Cancerous cells derive from a single cell that has mutated in a way that permits it to escape from the biochemical controls that limit the multiplication of normal cells. Once that cell fails to respond normally to growth inhibitors, it starts to proliferate. When the growing tumor reaches a certain diameter, however, simple diffusion in and out of the tumor tissue no longer suffices to supply oxygen and nutrients and remove waste. Further growth depends on angiogenesis (i.e., the formation of new blood vessels from the existing vascular bed), and the small tumor must produce factors that stimulate the growth of blood vessels. Therefore, the inhibition of angiogenesis, in turn leads to the decrease of proliferation of malignant and neoplastic cells.
Carney, et al., Cell, 15:1341 (1978) have postulated that high-affinity cell surface thrombin receptors may be involved in tumor metastasis and angiogenesis. For example, studies have indicated that thrombin receptors can serve as binding sites for tissue plasminogen activator, a molecule secreted from metastatic tumor cells. Moreover, other studies demonstrate the involvement of tissue plasminogen activator in metastasis and angiogenesis. Thus, many of the effects of plasminogen activator may be mediated through its interaction with the cell surface thrombin receptor. Carney, et al., have therefore proposed that stimulation of the thrombin receptor serves to promote tumor metastases, while inhibition of the receptor will decrease metastatic activity.

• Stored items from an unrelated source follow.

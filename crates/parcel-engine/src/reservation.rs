//! The process-wide reservation ledger.

use parcel_core::{AreaId, PlotId};
use parcel_grid::PlotRect;
use std::collections::HashMap;
use std::sync::Mutex;
use std::time::{Duration, Instant};

/// Short-lived mutual exclusion between "free cell discovered" and
/// "ownership durably committed".
///
/// One ledger serves every area in the process; entries are keyed by
/// `(AreaId, PlotId)` so the same coordinates in different areas never
/// collide. The ledger is not authoritative — the area store decides
/// final ownership — and entries expire lazily: a lookup that finds an
/// expired entry treats it as absent and overwrites it.
#[derive(Debug)]
pub struct ReservationLedger {
    ttl: Duration,
    entries: Mutex<HashMap<(AreaId, PlotId), Instant>>,
}

impl ReservationLedger {
    /// An empty ledger whose entries live for `ttl`.
    pub fn new(ttl: Duration) -> Self {
        Self {
            ttl,
            entries: Mutex::new(HashMap::new()),
        }
    }

    /// The configured entry lifetime.
    pub fn ttl(&self) -> Duration {
        self.ttl
    }

    /// Reserve one cell. Succeeds iff no live reservation exists for it;
    /// on success the entry is inserted and `true` returned.
    pub fn reserve(&self, area: AreaId, id: PlotId) -> bool {
        let now = Instant::now();
        let mut entries = self.entries.lock().unwrap();
        Self::insert_if_free(&mut entries, (area, id), now, self.ttl)
    }

    /// Reserve every cell of `rect` as one atomic unit.
    ///
    /// Either all cells end up reserved and `true` is returned, or none
    /// do: the single lock acquisition makes the scan-then-insert safe,
    /// and a collision on any cell leaves earlier inserts removed.
    pub fn reserve_rect(&self, area: AreaId, rect: &PlotRect) -> bool {
        let now = Instant::now();
        let mut entries = self.entries.lock().unwrap();
        let mut taken = Vec::new();
        for id in rect.cells() {
            if Self::insert_if_free(&mut entries, (area, id), now, self.ttl) {
                taken.push(id);
            } else {
                for id in taken {
                    entries.remove(&(area, id));
                }
                return false;
            }
        }
        true
    }

    /// Drop one reservation, reclaiming memory before the TTL would.
    pub fn release(&self, area: AreaId, id: PlotId) {
        self.entries.lock().unwrap().remove(&(area, id));
    }

    /// Drop every reservation inside `rect`.
    pub fn release_rect(&self, area: AreaId, rect: &PlotRect) {
        let mut entries = self.entries.lock().unwrap();
        for id in rect.cells() {
            entries.remove(&(area, id));
        }
    }

    /// Whether a live reservation exists for the cell.
    pub fn is_reserved(&self, area: AreaId, id: PlotId) -> bool {
        let now = Instant::now();
        self.entries
            .lock()
            .unwrap()
            .get(&(area, id))
            .is_some_and(|expiry| *expiry > now)
    }

    /// Number of live entries. Expired entries are dropped on the way.
    pub fn live_count(&self) -> usize {
        let now = Instant::now();
        let mut entries = self.entries.lock().unwrap();
        entries.retain(|_, expiry| *expiry > now);
        entries.len()
    }

    fn insert_if_free(
        entries: &mut HashMap<(AreaId, PlotId), Instant>,
        key: (AreaId, PlotId),
        now: Instant,
        ttl: Duration,
    ) -> bool {
        match entries.get(&key) {
            Some(expiry) if *expiry > now => false,
            _ => {
                entries.insert(key, now + ttl);
                true
            }
        }
    }
}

Angiogenesis has become a central theme in promoting the understanding of how tissue grows. As indicated above, endothelial cell proliferation is not only desirable, but also necessary to carry out a number of physiological processes, for example the in utero formation of tissues and organs. In other contexts, however, angiogenesis may be harmful to the overall health of an organism. For example, angiogenesis makes tumor growth and metastasis possible by vascularizing the tumor, thereby supplying the tumor with blood and nutrients that are necessary to sustain the tumor's growth, as well as providing routes by which tumor cells can migrate to distant parts of the body. (Folkman Cancer Res. 46(2):467-473 (1986). Clearly then, the prevention or reduction of angiogenesis may be a desirable goal in treating some disorders and diseases. Compounds have been tested for their ability to inhibit or reduce angiogenesis. Inhibitors of vascular endothelial growth factor (VEGF), a protein that selectively induces mitosis of vascular endothelial cells, have been investigated. For example, U.S. Pat. No. 6,284,751 to Aiello, et al., describes using inhibitors of the beta isozyme of protein kinase C to counteract the effects of VEGF. Antibiotics such as minocycline have also been reported to inhibit angiogenesis. Some investigators have reported inhibition of tumor growth as well as reduction in the number of metastatic tumors following administration of minocycline in combination with radiation or chemotherapy. See Tamargo, et al. Cancer Res., 51(2):672-675 (1991), and Teicher, Cancer Res., 52(23):6702-6704 (1992). U.S. Pat. No. 5,843,925 to Backer, et al., describes inhibition of angiogenesis upon administration of certain deoxytetracylines. Many of these angiogenesis-inhibiting compounds, however, have only been tested in vitro for their antiproliferative activity.
Thus, there is a need to identify additional compounds as inhibitors of angiogenesis.